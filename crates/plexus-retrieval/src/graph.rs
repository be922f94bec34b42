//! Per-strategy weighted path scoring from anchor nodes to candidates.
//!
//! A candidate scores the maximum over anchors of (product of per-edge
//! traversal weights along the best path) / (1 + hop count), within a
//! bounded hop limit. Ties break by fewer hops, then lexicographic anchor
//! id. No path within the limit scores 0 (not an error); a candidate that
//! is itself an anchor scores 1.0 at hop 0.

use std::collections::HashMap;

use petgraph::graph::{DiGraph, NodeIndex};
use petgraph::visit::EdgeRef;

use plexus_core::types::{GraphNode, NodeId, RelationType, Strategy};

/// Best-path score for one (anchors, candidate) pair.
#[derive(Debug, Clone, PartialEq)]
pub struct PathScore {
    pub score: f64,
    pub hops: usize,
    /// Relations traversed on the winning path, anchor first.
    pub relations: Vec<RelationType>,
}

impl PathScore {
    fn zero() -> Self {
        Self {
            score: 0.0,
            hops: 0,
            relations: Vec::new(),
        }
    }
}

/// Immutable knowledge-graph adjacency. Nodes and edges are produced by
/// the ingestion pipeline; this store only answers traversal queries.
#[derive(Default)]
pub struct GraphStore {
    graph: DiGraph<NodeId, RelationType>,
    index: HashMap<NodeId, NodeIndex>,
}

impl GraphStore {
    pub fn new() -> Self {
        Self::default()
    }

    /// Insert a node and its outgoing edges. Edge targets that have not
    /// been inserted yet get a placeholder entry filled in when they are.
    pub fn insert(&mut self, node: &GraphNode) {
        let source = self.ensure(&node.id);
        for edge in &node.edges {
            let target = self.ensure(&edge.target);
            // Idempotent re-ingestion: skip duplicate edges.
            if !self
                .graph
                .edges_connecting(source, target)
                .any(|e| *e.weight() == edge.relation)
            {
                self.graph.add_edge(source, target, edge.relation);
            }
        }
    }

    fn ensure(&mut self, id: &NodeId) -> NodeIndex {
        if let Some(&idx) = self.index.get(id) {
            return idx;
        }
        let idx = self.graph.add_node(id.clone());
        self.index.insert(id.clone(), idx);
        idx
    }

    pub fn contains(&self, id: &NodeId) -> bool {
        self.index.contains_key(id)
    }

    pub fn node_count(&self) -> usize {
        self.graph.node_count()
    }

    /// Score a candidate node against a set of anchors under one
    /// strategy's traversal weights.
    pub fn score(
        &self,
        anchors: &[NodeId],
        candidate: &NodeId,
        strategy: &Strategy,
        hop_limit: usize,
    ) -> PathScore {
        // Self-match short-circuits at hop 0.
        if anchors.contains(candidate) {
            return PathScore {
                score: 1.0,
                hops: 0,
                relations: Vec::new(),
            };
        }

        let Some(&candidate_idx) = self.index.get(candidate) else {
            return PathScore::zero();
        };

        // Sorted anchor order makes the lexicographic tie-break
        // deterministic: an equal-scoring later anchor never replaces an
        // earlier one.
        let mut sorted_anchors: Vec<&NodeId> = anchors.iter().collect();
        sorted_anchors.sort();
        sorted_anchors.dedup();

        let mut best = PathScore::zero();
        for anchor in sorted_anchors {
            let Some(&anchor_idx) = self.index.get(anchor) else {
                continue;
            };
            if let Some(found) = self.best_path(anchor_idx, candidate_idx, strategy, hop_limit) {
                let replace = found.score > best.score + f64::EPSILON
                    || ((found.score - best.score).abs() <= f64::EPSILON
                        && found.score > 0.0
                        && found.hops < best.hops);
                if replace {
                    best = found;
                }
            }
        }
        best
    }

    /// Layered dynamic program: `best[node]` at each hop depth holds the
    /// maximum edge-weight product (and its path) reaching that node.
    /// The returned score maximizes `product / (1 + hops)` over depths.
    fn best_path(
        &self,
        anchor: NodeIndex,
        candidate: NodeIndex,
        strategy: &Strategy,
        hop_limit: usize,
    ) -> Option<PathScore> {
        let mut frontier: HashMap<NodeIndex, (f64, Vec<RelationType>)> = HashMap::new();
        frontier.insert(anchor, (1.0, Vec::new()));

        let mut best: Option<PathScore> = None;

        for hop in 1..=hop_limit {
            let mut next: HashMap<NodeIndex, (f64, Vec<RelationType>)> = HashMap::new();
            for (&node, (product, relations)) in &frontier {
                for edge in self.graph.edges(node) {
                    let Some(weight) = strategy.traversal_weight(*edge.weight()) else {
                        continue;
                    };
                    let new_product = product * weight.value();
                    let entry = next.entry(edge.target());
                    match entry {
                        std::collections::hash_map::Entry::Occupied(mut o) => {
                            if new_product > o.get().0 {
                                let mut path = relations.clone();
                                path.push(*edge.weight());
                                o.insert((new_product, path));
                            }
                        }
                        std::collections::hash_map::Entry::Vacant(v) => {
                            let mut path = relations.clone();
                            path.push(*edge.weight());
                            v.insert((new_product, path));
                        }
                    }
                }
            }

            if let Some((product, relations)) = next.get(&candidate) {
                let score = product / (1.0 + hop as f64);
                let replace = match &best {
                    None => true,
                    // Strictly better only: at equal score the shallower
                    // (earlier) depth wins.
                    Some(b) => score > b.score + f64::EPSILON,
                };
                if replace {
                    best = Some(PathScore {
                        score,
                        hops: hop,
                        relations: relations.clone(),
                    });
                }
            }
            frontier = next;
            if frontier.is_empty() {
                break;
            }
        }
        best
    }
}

TO DO
Copy out, from the listing above, every line that contains the string "scores".

TASK RESPONSE
//! A candidate scores the maximum over anchors of (product of per-edge
//! id. No path within the limit scores 0 (not an error); a candidate that
//! is itself an anchor scores 1.0 at hop 0.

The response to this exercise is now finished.